In America, it’s generally unwise to bet against the billionaires. And in California, the billionaires are behind legalization—in a big way.
The rich and powerful are pouring money into Prop. 64, the ballot measure that would legalize small amounts of cannabis for adults 21 and over in the nation’s most populous state—the home of the biggest and most sophisticated cannabis industry on the planet.
With just over a month to go before Election Day, pro-legalization forces had recorded more than $18 million in campaign contributions, according to the most recent campaign finance records, swamping the paltry $2.4 million raised by the prohibition set.
The Prop. 64 campaign is led by tech billionaire Sean Parker, but also has been getting cash from a nonprofit controlled by billionaire liberal benefactor George Soros. It’s got the money to buy all the airtime it needs to swing undecided voters—of which there aren’t many left.
Sixty percent of likely voters say they’ll vote to legalize, according to recent polling conducted by the nonpartisan Public Policy Institute of California, compared to 36 percent who said they prefer prohibition.
Legalization has support from prominent politicians like Gavin Newsom, California’s telegenic lieutenant governor. The state’s two biggest newspapers—the Los Angeles Times and San Francisco Chronicle—have both told their dwindling readerships to support the measure.

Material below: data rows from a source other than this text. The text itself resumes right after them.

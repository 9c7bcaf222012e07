// SPDX-License-Identifier: AGPL-3.0-or-later
// Copyright (C) 2025 Blackman Artificial Intelligence Technologies Inc.

//! Remote service plumbing
//!
//! Engine lookup, credential lifecycle, admission control and the streaming
//! request engine.

pub mod auth;
pub mod engine;
pub mod rate_limit;
pub mod streaming;
pub mod wire;

pub use auth::{Credential, CredentialManager};
pub use engine::Engine;
pub use rate_limit::{IntervalRateLimiter, RateLimiter, Unlimited};
pub use streaming::{FragmentStream, StreamingRequestEngine};
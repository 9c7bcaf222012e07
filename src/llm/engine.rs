// SPDX-License-Identifier: AGPL-3.0-or-later
// Copyright (C) 2025 Blackman Artificial Intelligence Technologies Inc.

//! Engine table
//!
//! Maps the public engine names onto the chat endpoint path segment.
//! Unknown names fail at construction time.

use std::fmt;
use std::str::FromStr;

use crate::error::{ActionsError, WenxinError};

/// Credential exchange endpoint
pub const OAUTH_URL: &str = "https://aip.baidubce.com/oauth/2.0/token";

/// Prefix of every chat endpoint; the engine's path segment is appended
pub const CHAT_BASE_URL: &str = "https://aip.baidubce.com/rpc/2.0/ai_custom/v1/wenxinworkshop/chat";

/// Supported chat engines
#[derive(Debug, Clone, Copy, PartialEq, Eq, Hash, Default)]
pub enum Engine {
    ErnieBot,
    #[default]
    ErnieBotTurbo,
    Bloomz7b,
}

impl Engine {
    pub const ALL: [Engine; 3] = [Engine::ErnieBot, Engine::ErnieBotTurbo, Engine::Bloomz7b];

    /// Public engine name, e.g. "ERNIE-Bot-turbo"
    pub fn name(self) -> &'static str {
        match self {
            Engine::ErnieBot => "ERNIE-Bot",
            Engine::ErnieBotTurbo => "ERNIE-Bot-turbo",
            Engine::Bloomz7b => "BLOOMZ-7B",
        }
    }

    /// Path segment of the chat endpoint
    pub fn endpoint(self) -> &'static str {
        match self {
            Engine::ErnieBot => "completions",
            Engine::ErnieBotTurbo => "eb-instant",
            Engine::Bloomz7b => "bloomz_7b1",
        }
    }

    /// Every accepted engine name
    pub fn supported() -> Vec<String> {
        Engine::ALL.iter().map(|e| e.name().to_string()).collect()
    }
}

impl FromStr for Engine {
    type Err = WenxinError;

    fn from_str(s: &str) -> Result<Self, Self::Err> {
        Engine::ALL
            .into_iter()
            .find(|engine| engine.name() == s)
            .ok_or_else(|| {
                ActionsError::UnsupportedEngine {
                    engine: s.to_string(),
                    supported: Engine::supported(),
                }
                .into()
            })
    }
}

impl fmt::Display for Engine {
    fn fmt(&self, f: &mut fmt::Formatter<'_>) -> fmt::Result {
        f.write_str(self.name())
    }
}
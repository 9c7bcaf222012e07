// SPDX-License-Identifier: AGPL-3.0-or-later
// Copyright (C) 2025 Blackman Artificial Intelligence Technologies Inc.

//! Offline token estimation
//!
//! Approximates the service's own token accounting without a round trip:
//! every Han ideograph costs 1 token and every other word costs 1.3 tokens.
//! The estimate is intentionally simple and errs on the heavy side for
//! Latin text.

use regex::Regex;
use std::sync::LazyLock;

/// Runs of punctuation, whitespace and combining marks; these separate words
static NON_WORD: LazyLock<Regex> = LazyLock::new(|| Regex::new(r"[\W\p{M}]+").unwrap());

/// Weights are kept in tenths of a token so the sum is exact
const HANZI_WEIGHT_TENTHS: usize = 10;
const WORD_WEIGHT_TENTHS: usize = 13;

/// Whether `c` is a CJK unified ideograph in the basic block
pub fn is_hanzi(c: char) -> bool {
    ('\u{4e00}'..='\u{9fa5}').contains(&c)
}

/// Estimate the token cost of `text`.
///
/// Text is split on non-word runs; each word is then split into single
/// ideographs and the non-ideograph runs between them. Each non-empty piece
/// contributes its weight and the total is floored.
pub fn estimate(text: &str) -> usize {
    let tenths: usize = NON_WORD.split(text).map(word_weight_tenths).sum();
    tenths / 10
}

fn word_weight_tenths(word: &str) -> usize {
    let mut total = 0;
    let mut run_start: Option<usize> = None;

    for (idx, c) in word.char_indices() {
        if is_hanzi(c) {
            if let Some(start) = run_start.take() {
                total += run_weight_tenths(&word[start..idx]);
            }
            total += HANZI_WEIGHT_TENTHS;
        } else if run_start.is_none() {
            run_start = Some(idx);
        }
    }
    if let Some(start) = run_start {
        total += run_weight_tenths(&word[start..]);
    }

    total
}

fn run_weight_tenths(run: &str) -> usize {
    if run.trim().is_empty() {
        0
    } else {
        WORD_WEIGHT_TENTHS
    }
}
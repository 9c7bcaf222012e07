// SPDX-License-Identifier: AGPL-3.0-or-later
// Copyright (C) 2025 Blackman Artificial Intelligence Technologies Inc.

//! Wire types for the credential exchange and chat endpoints

use serde::{Deserialize, Serialize};

use crate::chat::options::SamplingParams;
use crate::conversation::Turn;

/// In-band error code meaning the access token has expired
pub const EXPIRED_TOKEN_CODE: i64 = 111;

/// Error description the authority returns for an unknown API key
pub const UNKNOWN_CLIENT_ID: &str = "unknown client id";

/// Reply from the credential exchange endpoint
#[derive(Debug, Clone, Default, Deserialize)]
pub struct TokenResponse {
    #[serde(default)]
    pub access_token: Option<String>,
    /// Lifetime of the token in seconds
    #[serde(default)]
    pub expires_in: Option<u64>,
    #[serde(default)]
    pub error: Option<String>,
    #[serde(default)]
    pub error_description: Option<String>,
}

/// Body of a streamed chat request
#[derive(Debug, Clone, Serialize)]
pub struct ChatRequest {
    pub messages: Vec<Turn>,
    pub stream: bool,
    pub temperature: f64,
    pub top_p: f64,
    pub penalty_score: f64,
    pub user_id: String,
}

impl ChatRequest {
    pub fn new(messages: Vec<Turn>, params: &SamplingParams, user_id: impl Into<String>) -> Self {
        Self {
            messages,
            stream: true,
            temperature: params.temperature,
            top_p: params.top_p,
            penalty_score: params.penalty_score,
            user_id: user_id.into(),
        }
    }
}

/// One decoded line of the chat stream
#[derive(Debug, Clone, Default, Deserialize)]
pub struct StreamRecord {
    #[serde(default)]
    pub error_code: Option<i64>,
    #[serde(default)]
    pub error_msg: Option<String>,
    #[serde(default)]
    pub is_end: bool,
    /// 0 for the first fragment of a turn
    #[serde(default)]
    pub sentence_id: Option<i64>,
    #[serde(default)]
    pub result: Option<String>,
}

impl StreamRecord {
    pub fn is_first_sentence(&self) -> bool {
        self.sentence_id == Some(0)
    }
}
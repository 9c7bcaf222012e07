// SPDX-License-Identifier: AGPL-3.0-or-later
// Copyright (C) 2025 Blackman Artificial Intelligence Technologies Inc.

//! Error types for the WenXin client
//!
//! This module defines all error types used throughout the crate.

use thiserror::Error;

/// Main error type for client operations
#[derive(Error, Debug)]
pub enum WenxinError {
    /// Invalid configuration or a rejected action (raised before any network call)
    #[error("Action error: {0}")]
    Actions(#[from] ActionsError),

    /// Credential exchange rejected the client id or secret
    #[error("Authentication error: {0}")]
    Authentication(#[from] AuthError),

    /// The chat endpoint answered with a non-success HTTP status
    #[error("API connection error: {status} {reason} {body}")]
    ApiConnection {
        status: u16,
        reason: String,
        body: String,
    },

    /// In-band error record from the chat endpoint
    #[error("Response error: {code} {message}")]
    Response { code: i64, message: String },

    /// The credential kept expiring after forced refreshes
    #[error("Credential still expired after {attempts} refresh attempt(s)")]
    RetryExhausted { attempts: u32 },

    /// Malformed payload from the remote service
    #[error("Invalid API response: {0}")]
    InvalidResponse(String),

    /// Transport failure (connect, read, timeout)
    #[error("Network error: {0}")]
    Network(String),

    /// Configuration errors
    #[error("Configuration error: {0}")]
    Config(String),

    /// IO errors
    #[error("IO error: {0}")]
    Io(#[from] std::io::Error),

    /// JSON serialization errors
    #[error("JSON error: {0}")]
    Json(#[from] serde_json::Error),

    /// TOML parsing errors
    #[error("TOML error: {0}")]
    Toml(String),
}

/// Rejected actions: bad configuration or an over-budget message
#[derive(Error, Debug, Clone, PartialEq)]
pub enum ActionsError {
    /// Engine name not present in the endpoint table
    #[error("engine {engine} is not supported, choose one of {supported:?}")]
    UnsupportedEngine {
        engine: String,
        supported: Vec<String>,
    },

    /// A single message costs more than the per-message ceiling
    #[error("message costs {cost} tokens, exceeding the limit of {limit}")]
    BudgetExceeded { cost: usize, limit: usize },

    /// Sampling parameter outside the range the service accepts
    #[error("{name} = {value} is invalid: {reason}")]
    InvalidParameter {
        name: &'static str,
        value: f64,
        reason: &'static str,
    },
}

/// Credential exchange failures
#[derive(Error, Debug, Clone, PartialEq, Eq)]
pub enum AuthError {
    /// The authority does not recognise the API key
    #[error("invalid API key (unknown client id)")]
    InvalidClientId,

    /// Any other authority error is attributed to the secret key
    #[error("invalid secret key: {description}")]
    InvalidSecret { description: String },
}

/// Result type alias for client operations
pub type Result<T> = std::result::Result<T, WenxinError>;

impl WenxinError {
    /// Whether this error is a per-message budget rejection
    pub fn is_budget_exceeded(&self) -> bool {
        matches!(
            self,
            WenxinError::Actions(ActionsError::BudgetExceeded { .. })
        )
    }

    /// Whether this error came from the credential exchange
    pub fn is_authentication(&self) -> bool {
        matches!(self, WenxinError::Authentication(_))
    }
}

impl From<toml::de::Error> for WenxinError {
    fn from(err: toml::de::Error) -> Self {
        WenxinError::Toml(err.to_string())
    }
}

impl From<toml::ser::Error> for WenxinError {
    fn from(err: toml::ser::Error) -> Self {
        WenxinError::Toml(err.to_string())
    }
}

impl From<reqwest::Error> for WenxinError {
    fn from(err: reqwest::Error) -> Self {
        if err.is_timeout() {
            WenxinError::Network(format!("request timed out: {err}"))
        } else {
            WenxinError::Network(err.to_string())
        }
    }
}
// SPDX-License-Identifier: AGPL-3.0-or-later
// Copyright (C) 2025 Blackman Artificial Intelligence Technologies Inc.

//! Streamed chat requests
//!
//! Each request runs through `Authenticating -> Streaming -> {Done, Retrying, Failed}`.
//! An expired-token record abandons the current attempt, forces a credential
//! refresh and reissues the request. The abandoned attempt yields nothing
//! further; the reissued attempt's fragments are forwarded in its place.
//! Refreshes per request are bounded.
//!
//! The request timeout bounds each network wait (sending the request and
//! receiving its headers, then every body read) rather than the whole answer,
//! so a long answer that keeps streaming is never cut off.

use futures::{Stream, StreamExt};
use reqwest::{Client, Response};
use std::future::Future;
use std::pin::Pin;
use std::sync::Arc;
use std::time::Duration;

use crate::error::{Result, WenxinError};
use crate::llm::auth::CredentialManager;
use crate::llm::wire::{ChatRequest, StreamRecord, EXPIRED_TOKEN_CODE};

/// Lazy, single-use sequence of answer fragments
pub type FragmentStream = Pin<Box<dyn Stream<Item = Result<String>> + Send>>;

/// Marker that may precede each streamed record
const EVENT_PREFIX: &str = "data:";

/// How a single stream line moves the request state machine
#[derive(Debug, Clone, PartialEq, Eq)]
pub enum StreamLine {
    /// Blank line
    Skip,
    /// Result text to forward
    Fragment(String),
    /// End of the turn
    End,
    /// Token expired; refresh and reissue
    Expired,
    /// Any other in-band error
    Failed { code: i64, message: String },
}

/// Decode one line of the chat stream
pub fn parse_stream_line(line: &str) -> Result<StreamLine> {
    let line = line.trim();
    if line.is_empty() {
        return Ok(StreamLine::Skip);
    }
    let payload = line
        .strip_prefix(EVENT_PREFIX)
        .map(str::trim_start)
        .unwrap_or(line);

    let record: StreamRecord = serde_json::from_str(payload).map_err(|e| {
        WenxinError::InvalidResponse(format!("undecodable stream record ({e}): {payload}"))
    })?;
    Ok(classify(record))
}

fn classify(record: StreamRecord) -> StreamLine {
    match record.error_code {
        Some(EXPIRED_TOKEN_CODE) => StreamLine::Expired,
        Some(code) if code != 0 => StreamLine::Failed {
            code,
            message: record.error_msg.unwrap_or_default(),
        },
        _ if record.is_end && !record.is_first_sentence() => StreamLine::End,
        _ => StreamLine::Fragment(record.result.unwrap_or_default()),
    }
}

/// Await `fut`, failing with a timeout error when it takes longer than `limit`
async fn within<F: Future>(limit: Option<Duration>, fut: F) -> Result<F::Output> {
    match limit {
        Some(limit) => tokio::time::timeout(limit, fut).await.map_err(|_| {
            WenxinError::Network(format!("timed out after {limit:?} waiting for the chat endpoint"))
        }),
        None => Ok(fut.await),
    }
}

/// Splits a byte stream into lines without breaking multi-byte characters
/// that straddle chunk boundaries
#[derive(Debug, Default)]
pub(crate) struct LineBuffer {
    pending: Vec<u8>,
}

impl LineBuffer {
    /// Append a chunk and return every line it completed
    pub(crate) fn push(&mut self, chunk: &[u8]) -> Vec<String> {
        self.pending.extend_from_slice(chunk);
        let mut lines = Vec::new();
        while let Some(pos) = self.pending.iter().position(|b| *b == b'\n') {
            let line: Vec<u8> = self.pending.drain(..=pos).collect();
            lines.push(String::from_utf8_lossy(&line[..pos]).into_owned());
        }
        lines
    }

    /// The unterminated tail, if any
    pub(crate) fn finish(&mut self) -> Option<String> {
        if self.pending.is_empty() {
            return None;
        }
        let rest = std::mem::take(&mut self.pending);
        Some(String::from_utf8_lossy(&rest).into_owned())
    }
}

/// Issues chat requests and turns the response body into fragments
pub struct StreamingRequestEngine {
    client: Client,
    chat_url: String,
    credentials: Arc<CredentialManager>,
    max_token_refreshes: u32,
}

impl StreamingRequestEngine {
    pub fn new(
        client: Client,
        chat_url: impl Into<String>,
        credentials: Arc<CredentialManager>,
        max_token_refreshes: u32,
    ) -> Self {
        Self {
            client,
            chat_url: chat_url.into(),
            credentials,
            max_token_refreshes,
        }
    }

    pub fn chat_url(&self) -> &str {
        &self.chat_url
    }

    pub fn credentials(&self) -> &Arc<CredentialManager> {
        &self.credentials
    }

    /// Stream the answer to `request`.
    ///
    /// Nothing is sent until the returned stream is polled. Dropping the
    /// stream closes the connection.
    pub fn stream(self: &Arc<Self>, request: ChatRequest, timeout: Option<Duration>) -> FragmentStream {
        let engine = Arc::clone(self);

        let fragments = async_stream::try_stream! {
            let mut refreshes: u32 = 0;

            'attempt: loop {
                let token = engine.credentials.get_token(refreshes > 0).await?;
                let response = engine.open(&token, &request, timeout).await?;
                tracing::debug!(user_id = %request.user_id, attempt = refreshes + 1, "Streaming answer");

                let mut body = response.bytes_stream();
                let mut lines = LineBuffer::default();

                loop {
                    let batch = match within(timeout, body.next()).await? {
                        Some(chunk) => lines.push(&chunk?),
                        None => match lines.finish() {
                            Some(tail) => vec![tail],
                            None => break 'attempt,
                        },
                    };

                    for line in batch {
                        match parse_stream_line(&line)? {
                            StreamLine::Skip => {}
                            StreamLine::Fragment(text) => {
                                yield text;
                            }
                            StreamLine::End => break 'attempt,
                            StreamLine::Expired => {
                                if refreshes >= engine.max_token_refreshes {
                                    Err::<(), WenxinError>(WenxinError::RetryExhausted {
                                        attempts: refreshes,
                                    })?;
                                }
                                refreshes += 1;
                                tracing::warn!(
                                    user_id = %request.user_id,
                                    refreshes,
                                    "Access token expired, refreshing and reissuing request"
                                );
                                continue 'attempt;
                            }
                            StreamLine::Failed { code, message } => {
                                Err::<(), WenxinError>(WenxinError::Response { code, message })?;
                            }
                        }
                    }
                }
            }
        };

        Box::pin(fragments)
    }

    /// Open the streaming connection; non-success statuses become errors
    async fn open(
        &self,
        token: &str,
        request: &ChatRequest,
        timeout: Option<Duration>,
    ) -> Result<Response> {
        let send = self
            .client
            .post(&self.chat_url)
            .query(&[("access_token", token)])
            .json(request)
            .send();

        let response = within(timeout, send).await??;
        let status = response.status();
        if !status.is_success() {
            let reason = status.canonical_reason().unwrap_or_default().to_string();
            let body = within(timeout, response.text())
                .await
                .and_then(|read| read.map_err(WenxinError::from))
                .unwrap_or_else(|e| format!("<failed to read error body: {e}>"));
            return Err(WenxinError::ApiConnection {
                status: status.as_u16(),
                reason,
                body,
            });
        }
        Ok(response)
    }
}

Even most of the cranky pot growers in the state’s rural pot-producing regions are on board.
In all, October is looking like a victory lap rather than a desperate dash to the finish for legalization. That’s not a shock, as the state has likely been ready for quite some time.
A legalization effort with a fraction of the funding and near-total opposition from politicians was actually leading in the polls back in 2010 before a series of calamitous events—including an October surprise from the federal Justice Department, which threatened to enforce the Controlled Substances Act “vigorously” if legalization passed, will of the voters be damned—sent it down in defeat, but then only by five percentage points. (Proponents might have waited for the more liberal voting base in the presidential election two years later, when Colorado and Washington both legalized recreational cannabis.)
In the interim, four states and the District of Columbia have legalized small amounts of cannabis for adults. This year, five more states will decide the question. But of them—Arizona, Nevada, Massachusetts, and Maine are the others—California is by far the biggest prize. If California goes legal, more than 10 percent of Americans would live in a place were commercial sales and personal use of cannabis is allowed—more people than the current four legal states combined.
So is it time to celebrate? Is this the end of the beginning of the end of the war on weed in America? The campaign won’t say so, but all signs point to yes.
Speaking of signs, thus far Prop. 64 itself has been remarkably and almost eerily quiet. To date, there have been no big media buys, no campaign rallies, no campaign signs. They haven’t needed to make noise—like with human 4chan thread Donald Trump, the media has been doing legalization’s marketing job on its behalf. And notably, the anti-legalization’s set main arguments—more kids will use pot; controls aren’t tight enough; TV will be flooded with weed ads—aren’t getting any media traction.
Right now, the best metaphor for the pro-Prop. 64 campaign at this point is that it’s a well-conditioned sports car, crawling around a school zone in low gear, its engine ready to rev and snarl like a pack of wildcats in heat—but content instead to obey the speed limit while rolling to Trader Joe’s after picking up the kids at soccer practice.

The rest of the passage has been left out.